Mar. 19 2010 - 2:38 pm | 2,348,275 views | 1,291 recommendations | 733 comments
Help, I’m a paralegal and I can’t get out


Drive Thru LAWYER !

Image by brookenovak via Flickr.




I need some sage advice from an internet sage. (I am eating a piece of pizza with sage on it).


I hate my job. More specifically, I hate being a 24-year-old paralegal. I took this job almost two years ago as a precursor to law school and a career as a public defender, or at least that lawyer that gets eaten on the toilet in Jurassic Park. Then the economy collapsed and law schools/graduate schools/cosmology schools became glutted with applicants and I realized how terrible the law is.


Like my entire generation I want to write. But I didn’t eat enough Panera or get enough internships to land something at The Atlantic like my peers. I’m starting a website with my friend but that too seems sad and cliche. I don’t even have a garage/running car to sit in while I blast “The House of Stone & Light” and think about how much my kids will miss me. What should I do?


And what’s it like soaking up America’s problems like a sponge? — Desperate in DC.


Law is a funny business. For all of its lingering popularity on the teevee melodramas, the actual attorneys I know are constantly trying to escape that whole line of work. They’ve always got a scheme: become a judge, start a blog, run for dog-catcher, write books, teach law school, get a cable show, join the Peace Corps, do porn, open a yoga studio, move to the desert and make pottery, open a cat rescue, etc. Nobody wants to actually practice the law. Why is that?


And now the economy is terrible and those giant law firms are firing everybody and — like so many other white-collar industries — the entire profession is “rethinking” itself, starting with those $300 billable hourly rates nobody can afford anymore. So you’d like to maybe skip the whole “becoming a lawyer” thing and go right to the “what I’d like to do after I’m done being an attorney.”

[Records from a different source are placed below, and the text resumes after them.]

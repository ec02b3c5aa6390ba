//! Webhook dispatcher: classifies inbound updates and drives the command
//! handlers or the assistant + renderer.

pub mod commands;
pub mod render;

pub use commands::Command;
pub use render::{matching_products, product_caption, RenderReport, ResponseRenderer};

use crate::assistant::Assistant;
use crate::channels::telegram::TelegramUpdate;
use crate::channels::ChatPlatform;
use crate::store::{CatalogStore, Tenant, TenantRegistry};
use std::sync::Arc;

/// What happened to one inbound update.
#[derive(Debug, Clone, PartialEq, Eq)]
pub enum DispatchOutcome {
    /// Not a text message, or not parseable; nothing was sent.
    Ignored,
    /// The identifier in the webhook path names no tenant.
    UnknownTenant,
    Command(Command),
    Conversation {
        fallback: bool,
        photos: usize,
    },
    /// An internal error stopped processing; logged, no reply sent.
    Failed,
}

pub struct WebhookDispatcher {
    registry: Arc<dyn TenantRegistry>,
    catalog: Arc<dyn CatalogStore>,
    platform: Arc<dyn ChatPlatform>,
    assistant: Arc<Assistant>,
    renderer: ResponseRenderer,
    default_bot_token: Option<String>,
}

impl WebhookDispatcher {
    pub fn new(
        registry: Arc<dyn TenantRegistry>,
        catalog: Arc<dyn CatalogStore>,
        platform: Arc<dyn ChatPlatform>,
        assistant: Arc<Assistant>,
        renderer: ResponseRenderer,
        default_bot_token: Option<String>,
    ) -> Self {
        Self {
            registry,
            catalog,
            platform,
            assistant,
            renderer,
            default_bot_token: default_bot_token.filter(|token| !token.trim().is_empty()),
        }
    }

    /// Entry point for raw webhook bodies. Malformed JSON is ignored.
    pub async fn process_raw(&self, tenant_identifier: &str, body: &[u8]) -> DispatchOutcome {
        match serde_json::from_slice::<TelegramUpdate>(body) {
            Ok(update) => self.process_update(tenant_identifier, &update).await,
            Err(e) => {
                tracing::warn!(tenant = tenant_identifier, "Ignoring malformed update: {e}");
                DispatchOutcome::Ignored
            }
        }
    }

    pub async fn process_update(
        &self,
        tenant_identifier: &str,
        update: &TelegramUpdate,
    ) -> DispatchOutcome {
        let Some((chat_id, text)) = update.chat_text() else {
            tracing::debug!(tenant = tenant_identifier, update_id = ?update.update_id, "Ignoring non-text update");
            return DispatchOutcome::Ignored;
        };

        let tenant = match self.registry.find_by_identifier(tenant_identifier) {
            Ok(Some(tenant)) => tenant,
            Ok(None) => {
                self.notify_unknown_tenant(tenant_identifier, chat_id).await;
                return DispatchOutcome::UnknownTenant;
            }
            Err(e) => {
                tracing::error!(tenant = tenant_identifier, "Tenant lookup failed: {e:#}");
                return DispatchOutcome::Failed;
            }
        };

        match Command::parse(text, &tenant.identifier) {
            Some(command) => {
                tracing::info!(tenant = %tenant.identifier, chat_id, command = command.kind(), "Command received");
                if self.handle_command(&tenant, chat_id, &command).await {
                    DispatchOutcome::Command(command)
                } else {
                    DispatchOutcome::Failed
                }
            }
            None => {
                tracing::info!(tenant = %tenant.identifier, chat_id, "Message received");
                let reply = self.assistant.reply(&tenant, chat_id, text).await;
                let report = self.renderer.render(&tenant, chat_id, reply.text()).await;
                DispatchOutcome::Conversation {
                    fallback: reply.is_fallback(),
                    photos: report.photos_delivered,
                }
            }
        }
    }

    async fn notify_unknown_tenant(&self, tenant_identifier: &str, chat_id: i64) {
        tracing::warn!(tenant = tenant_identifier, chat_id, "Update for unregistered bot");
        match &self.default_bot_token {
            Some(token) => {
                self.platform
                    .send_text(token, chat_id, &commands::not_registered())
                    .await;
            }
            None => tracing::warn!("No default bot token configured; not-registered notice skipped"),
        }
    }

    /// Returns `false` when a store read failed and no reply was sent.
    async fn handle_command(&self, tenant: &Tenant, chat_id: i64, command: &Command) -> bool {
        let token = tenant.access_token.as_str();
        match command {
            Command::Start => {
                self.platform
                    .send_text(token, chat_id, &commands::greeting(tenant.shop_label()))
                    .await;
            }
            Command::Catalogs => {
                let Some(products) = self.load(tenant, self.catalog.products_for_tenant(tenant.id))
                else {
                    return false;
                };
                self.platform
                    .send_text(token, chat_id, &commands::catalog_listing(&products))
                    .await;
            }
            Command::Catalog(name) => {
                let Some(products) =
                    self.load(tenant, self.catalog.products_in_catalog(tenant.id, name))
                else {
                    return false;
                };
                self.platform
                    .send_text(token, chat_id, &commands::subcategory_listing(name, &products))
                    .await;
            }
            Command::Subcategory(name) => {
                let Some(products) =
                    self.load(tenant, self.catalog.products_in_subcategory(tenant.id, name))
                else {
                    return false;
                };
                if products.is_empty() {
                    self.platform
                        .send_text(token, chat_id, &commands::no_products(name))
                        .await;
                }
                for product in &products {
                    let caption = product_caption(product, self.renderer.currency_label());
                    match product.image() {
                        Some(url) => self.platform.send_photo(token, chat_id, url, &caption).await,
                        None => self.platform.send_text(token, chat_id, &caption).await,
                    };
                }
            }
            Command::Unknown(_) => {
                self.platform
                    .send_text(token, chat_id, &commands::help())
                    .await;
            }
        }
        true
    }

    fn load<T>(&self, tenant: &Tenant, result: anyhow::Result<T>) -> Option<T> {
        result
            .map_err(|e| {
                tracing::error!(tenant = %tenant.identifier, "Catalog read failed: {e:#}");
            })
            .ok()
    }
}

That is fine, and will save a lot of heartbreak. Especially if you’ve got some good, viable career alternative. Oh wait, you want to be a writer? As a job? Are you insane?


You may be a good writer, I don’t know. You might be wonderful, a genius. It has never mattered less, not since the days before people began paying a half-farthing or whatever for the week’s murder ballad delivered by a traveling minstrel with plague lice in her mustache.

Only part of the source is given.